**About this exercise**
The lines from the start of the records below through the line containing "fn default() ->" are to be copied exactly, both ends included, with nothing added.

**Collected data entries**
=-=-=-=-=

// Scoring configuration shared by the engine, worker and CLI

use std::str::FromStr;
use thiserror::Error;

#[derive(Debug, Error)]
pub enum ConfigError {
    #[error("invalid value {value:?} for {key}: {reason}")]
    Invalid {
        key: &'static str,
        value: String,
        reason: String,
    },
}

/// Tunables for scoring.
///
/// The neutral scores are not principled values. Set them to 0 to fail closed.
#[derive(Debug, Clone, PartialEq)]
pub struct ScoringConfig {
    /// Score for a coding question that has no test cases
    pub neutral_coding_score: f64,
    /// Score for a subjective question without a model answer
    pub neutral_subjective_score: f64,
    /// `anomaly_detected` is raised when the plagiarism score exceeds this
    pub plagiarism_threshold: f64,
    pub sandbox_timeout_ms: u64,
    pub max_parallel_answers: usize,
    /// Used when a job record carries no cutoff
    pub default_cutoff_score: f64,
}

impl Default for ScoringConfig {
    fn default() -> Self {
        Self {
            neutral_coding_score: 50.0,
            neutral_subjective_score: 50.0,
            plagiarism_threshold: 0.8,
            sandbox_timeout_ms: 5000,
            max_parallel_answers: 4,
            default_cutoff_score: 70.0,
        }
    }
}

impl ScoringConfig {
    /// Load from `SKILLGRADE_*` environment variables, falling back to defaults
    pub fn from_env() -> Result<Self, ConfigError> {
        Self::from_lookup(|key| std::env::var(key).ok())
    }

    /// Load through an arbitrary key lookup (environment, test map, ...)
    pub fn from_lookup<F>(lookup: F) -> Result<Self, ConfigError>
    where
        F: Fn(&str) -> Option<String>,
    {
        let defaults = Self::default();

        let config = Self {
            neutral_coding_score: parse_or(
                &lookup,
                "SKILLGRADE_NEUTRAL_CODING_SCORE",
                defaults.neutral_coding_score,
            )?,
            neutral_subjective_score: parse_or(
                &lookup,
                "SKILLGRADE_NEUTRAL_SUBJECTIVE_SCORE",
                defaults.neutral_subjective_score,
            )?,
            plagiarism_threshold: parse_or(
                &lookup,
                "SKILLGRADE_PLAGIARISM_THRESHOLD",
                defaults.plagiarism_threshold,
            )?,
            sandbox_timeout_ms: parse_or(
                &lookup,
                "SKILLGRADE_SANDBOX_TIMEOUT_MS",
                defaults.sandbox_timeout_ms,
            )?,
            max_parallel_answers: parse_or(
                &lookup,
                "SKILLGRADE_MAX_PARALLEL_ANSWERS",
                defaults.max_parallel_answers,
            )?,
            default_cutoff_score: parse_or(
                &lookup,
                "SKILLGRADE_DEFAULT_CUTOFF",
                defaults.default_cutoff_score,
            )?,
        };

        config.validate()?;
        Ok(config)
    }

    fn validate(&self) -> Result<(), ConfigError> {
        for (key, value) in [
            ("SKILLGRADE_NEUTRAL_CODING_SCORE", self.neutral_coding_score),
            ("SKILLGRADE_NEUTRAL_SUBJECTIVE_SCORE", self.neutral_subjective_score),
            ("SKILLGRADE_DEFAULT_CUTOFF", self.default_cutoff_score),
        ] {
            if !(0.0..=100.0).contains(&value) {
                return Err(invalid(key, value, "must be within [0, 100]"));
            }
        }
        if !(0.0..=1.0).contains(&self.plagiarism_threshold) {
            return Err(invalid(
                "SKILLGRADE_PLAGIARISM_THRESHOLD",
                self.plagiarism_threshold,
                "must be within [0, 1]",
            ));
        }
        if self.sandbox_timeout_ms == 0 {
            return Err(invalid("SKILLGRADE_SANDBOX_TIMEOUT_MS", 0, "must be positive"));
        }
        if self.max_parallel_answers == 0 {
            return Err(invalid("SKILLGRADE_MAX_PARALLEL_ANSWERS", 0, "must be positive"));
        }
        Ok(())
    }
}

fn parse_or<F, T>(lookup: &F, key: &'static str, default: T) -> Result<T, ConfigError>
where
    F: Fn(&str) -> Option<String>,
    T: FromStr,
    T::Err: std::fmt::Display,
{
    match lookup(key) {
        None => Ok(default),
        Some(raw) => raw.trim().parse::<T>().map_err(|e| ConfigError::Invalid {
            key,
            value: raw.clone(),
            reason: e.to_string(),
        }),
    }
}

fn invalid(key: &'static str, value: impl ToString, reason: &str) -> ConfigError {
    ConfigError::Invalid {
        key,
        value: value.to_string(),
        reason: reason.to_string(),
    }
}

#[cfg(test)]
mod tests {
    use super::*;
    use std::collections::HashMap;

    fn lookup_from(pairs: &[(&str, &str)]) -> impl Fn(&str) -> Option<String> {
        let map: HashMap<String, String> = pairs
            .iter()
            .map(|(k, v)| (k.to_string(), v.to_string()))
            .collect();
        move |key| map.get(key).cloned()
    }

    #[test]
    fn test_defaults_when_unset() {
        let config = ScoringConfig::from_lookup(|_| None).unwrap();
        assert_eq!(config, ScoringConfig::default());
        assert_eq!(config.sandbox_timeout_ms, 5000);
        assert_eq!(config.plagiarism_threshold, 0.8);
    }

    #[test]
    fn test_overrides() {
        let config = ScoringConfig::from_lookup(lookup_from(&[
            ("SKILLGRADE_NEUTRAL_CODING_SCORE", "0"),
            ("SKILLGRADE_SANDBOX_TIMEOUT_MS", " 2500 "),
        ]))
        .unwrap();

        assert_eq!(config.neutral_coding_score, 0.0);
        assert_eq!(config.sandbox_timeout_ms, 2500);
        assert_eq!(config.neutral_subjective_score, 50.0);
    }

    #[test]
    fn test_unparsable_value_is_error() {
        let err = ScoringConfig::from_lookup(lookup_from(&[(
            "SKILLGRADE_MAX_PARALLEL_ANSWERS",
            "many",
        )]))
        .unwrap_err();
        assert!(err.to_string().contains("SKILLGRADE_MAX_PARALLEL_ANSWERS"));
    }

    #[test]
    fn test_out_of_range_threshold_is_error() {
        let result = ScoringConfig::from_lookup(lookup_from(&[(
            "SKILLGRADE_PLAGIARISM_THRESHOLD",
            "1.5",
        )]));
        assert!(result.is_err());
    }
}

=-=-=-=-=

**Solution to the problem**
// Scoring configuration shared by the engine, worker and CLI

use std::str::FromStr;
use thiserror::Error;

#[derive(Debug, Error)]
pub enum ConfigError {
    #[error("invalid value {value:?} for {key}: {reason}")]
    Invalid {
        key: &'static str,
        value: String,
        reason: String,
    },
}

/// Tunables for scoring.
///
/// The neutral scores are not principled values. Set them to 0 to fail closed.
#[derive(Debug, Clone, PartialEq)]
pub struct ScoringConfig {
    /// Score for a coding question that has no test cases
    pub neutral_coding_score: f64,
    /// Score for a subjective question without a model answer
    pub neutral_subjective_score: f64,
    /// `anomaly_detected` is raised when the plagiarism score exceeds this
    pub plagiarism_threshold: f64,
    pub sandbox_timeout_ms: u64,
    pub max_parallel_answers: usize,
    /// Used when a job record carries no cutoff
    pub default_cutoff_score: f64,
}

impl Default for ScoringConfig {
    fn default() -> Self {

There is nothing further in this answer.